13. Other Auditing Matters
13.1 The Audit Committee may meet with the Auditors independently of the management of the Company
at any time, acting reasonably.
13.2 The Auditors are authorized and directed to respond to all enquiries from the Audit Committee in a
thorough and timely fashion, without reporting these enquiries or actions to the Board of Directors or
the management of the Company.
14. Annual Review
14.1 The Audit Committee Charter will be reviewed annually by the Board of Directors and the Audit
Committee to assess the adequacy of this Charter.
15. Independent Advisers
15.1 The Audit Committee shall have the power to retain legal, accounting or other advisors to assist the
Committee.
Composition of Audit Committee
Following the election of directors pursuant to this Information Circular, the following will be members of
the Audit Committee:
Linda J. Sanders Not Independent
(1)
Financially literate
(2)
Jill Hatchwell Independent
(1)
Financially literate
(2)
- 18 -
Ryan Wong Independent
(1)
Financially literate
(2)
(1)
A member of an audit committee is independent if the member has no direct or indirect material relationship with the
Company, which could, in the view of the Board of Directors, reasonably interfere with the exercise of a member’s
independent judgment. Linda J. Sanders is not independent as she is the de facto partner of Chris Castle.
(2)
An individual is financially literate if he has the ability to read and understand a set of financial statements that present a
breadth of complexity of accounting issues that are generally comparable to the breadth and complexity of the issues that
can reasonably be expected to be raised by the Company’s financial statements.

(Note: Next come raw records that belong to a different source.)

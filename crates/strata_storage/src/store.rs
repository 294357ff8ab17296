//! The persistence interface consumed by the entity model.

use strata_foundation::{CrossRefId, EntityId, GroupId, Result, UnitId};

use crate::unit::StorageUnit;

#[cfg(feature = "serde")]
use serde::{Deserialize, Serialize};

/// A cross-reference record linking a storage unit to another entity.
#[derive(Copy, Clone, Debug, PartialEq, Eq, Hash)]
#[cfg_attr(feature = "serde", derive(Serialize, Deserialize))]
pub struct CrossReference {
    /// Record id.
    pub id: CrossRefId,
    /// The unit holding the relationship value.
    pub from_unit: UnitId,
    /// The referenced entity.
    pub to_entity: EntityId,
}

/// Backend that stores entities, storage units and cross-references.
///
/// Implementations are expected to make each `persist_units` call atomic:
/// either every unit in the batch is written or none is.
pub trait Store: Send + Sync {
    /// Allocates a new entity of `entity_type`.
    ///
    /// # Errors
    ///
    /// Returns a store error if the backend fails.
    fn create_entity(&self, entity_type: &str) -> Result<EntityId>;

    /// Returns the entity type of a persisted entity.
    ///
    /// # Errors
    ///
    /// Returns `EntityNotFound` if the entity does not exist.
    fn entity_type(&self, entity: EntityId) -> Result<String>;

    /// Loads the units of an entity, optionally restricted to one group.
    ///
    /// Units are returned in persistence order.
    ///
    /// # Errors
    ///
    /// Returns `EntityNotFound` if the entity does not exist.
    fn load_units(&self, entity: EntityId, group: Option<GroupId>) -> Result<Vec<StorageUnit>>;

    /// Inserts or updates a batch of units, returning their ids in order.
    ///
    /// Units with an id are updated; units without one are inserted.
    /// `UnitLink::Pending(i)` parent links refer to the unit at index `i`
    /// of the same batch.
    ///
    /// # Errors
    ///
    /// Returns an error, with nothing written, if any unit is invalid.
    fn persist_units(&self, units: &[StorageUnit]) -> Result<Vec<UnitId>>;

    /// Deletes units by id.
    ///
    /// # Errors
    ///
    /// Returns `UnitNotFound` if any unit does not exist.
    fn delete_units(&self, ids: &[UnitId]) -> Result<()>;

    /// Creates a cross-reference from a unit to an entity.
    ///
    /// # Errors
    ///
    /// Returns an error if either end does not exist.
    fn create_cross_reference(&self, from_unit: UnitId, to_entity: EntityId)
    -> Result<CrossRefId>;

    /// Lists the cross-references originating from an entity's units.
    ///
    /// # Errors
    ///
    /// Returns `EntityNotFound` if the entity does not exist.
    fn find_cross_references(&self, from_entity: EntityId) -> Result<Vec<CrossReference>>;
}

Relevant Education and Experience
The relevant education and/or experience of each member of the Audit Committee is as follows:
Linda J. Sanders, Chair and Director
Ms. Sanders has significant board experience with New Zealand listed companies and community
organizations. Ms. Sanders has been a director of USX listed Aorere Resources Ltd. since 1989. She is also a
trustee of Golden Bay community organizations.
Jill Hatchwell, Director
Ms. Hatchwell is a director of Aorere Resources Ltd. (USX-listed), Promisia Healthcare Ltd (NZX listed) and
an executive director of Nevay Holdings, a financial advisory consultancy established in 1988 that advises a
range of clients in the private and public sector. Ms. Hatchwell has an extensive background in financial and
corporate management, was a Member of the Chartered Accountants Australia and New Zealand from 1982-
2023 and is a Chartered Member of the Institute of Directors in New Zealand. Ms. Hatchwell is a board member
of the Civil Aviation Authority of New Zealand, Ringa Hora Services Workforce Development Council and
Wellington Regional Economic Development Agency Ltd.
Ryan Wong, Director
Mr. Wong holds a Masters in Civil and Structural Engineering (UK), has over 17 years experience in
construction and property development in Malaysia ranging from residential, commercial to industrial,
during which he was the key person in the company dealing with financial institutions, negotiating finance
and conducting feasibility studies and overseeing contract tenders. He is a member of the Institute of
Directors New Zealand and a member of the Singapore Institute of Directors, he has recently obtained his
CHRBP qualification and PDPC/IAPP Practitioner Certificate (Singapore).
Audit Committee Oversight
At no time since the commencement of the Company’s most recently completed financial year was a
recommendation of the Audit Committee to nominate or compensate an external auditor not adopted by the
Board of Directors.
Reliance on Certain Exemptions
At no time since the commencement of the Company’s most recently completed financial year has the
Company relied on the exemption in Section 2.4 of NI 52-110 (De Minimis Non-audit Services), or an
exemption from NI 52-110, in whole or in part, granted under Part 8 of National Instrument 52-110.
- 19 -
Pre-Approval Policies and Procedures
The Audit Committee is authorized by the Board of Directors to review the performance of the Company’s
external auditors and approve in advance provision of services other than auditing and to consider the
independence of the external auditors, including a review of the range of services provided in the context
of all consulting services bought by the Company. The Audit Committee is authorized to approve in writing
any non-audit services or additional work which the Chairman of the Audit Committee deems is necessary,
and the Chairman will notify the other members of the Audit Committee of such non-audit or additional
work and the reasons for such non-audit work for the Committee’s consideration, and if thought fit, approval
in writing.
External Auditor Service Fees
The fees billed by the Company’s external auditors in each of the last two financial years for audit and non-
audit related services provided to the Company or its subsidiaries (if any) are as follows:
Financial Year Ending
March 31
Audit Fees
($)
Audit Related Fees
($)
Tax Fees
($)
All Other Fees
($)
2023 91,772 968 Nil 92,740
2022 59,004 2,435 Nil 61,439
Exemption
As a TSX Venture Exchange listed issuer, the Company is exempt from the requirements of Part 3
Composition of the Audit Committee and Part 5 Reporting Obligations of NI 52-110.
ADDITIONAL INFORMATION
Financial information is provided in the Company’s audited annual financial statements and accompanying
management’s discussion and analysis (“MD&A”) for the year ended March 31, 2023.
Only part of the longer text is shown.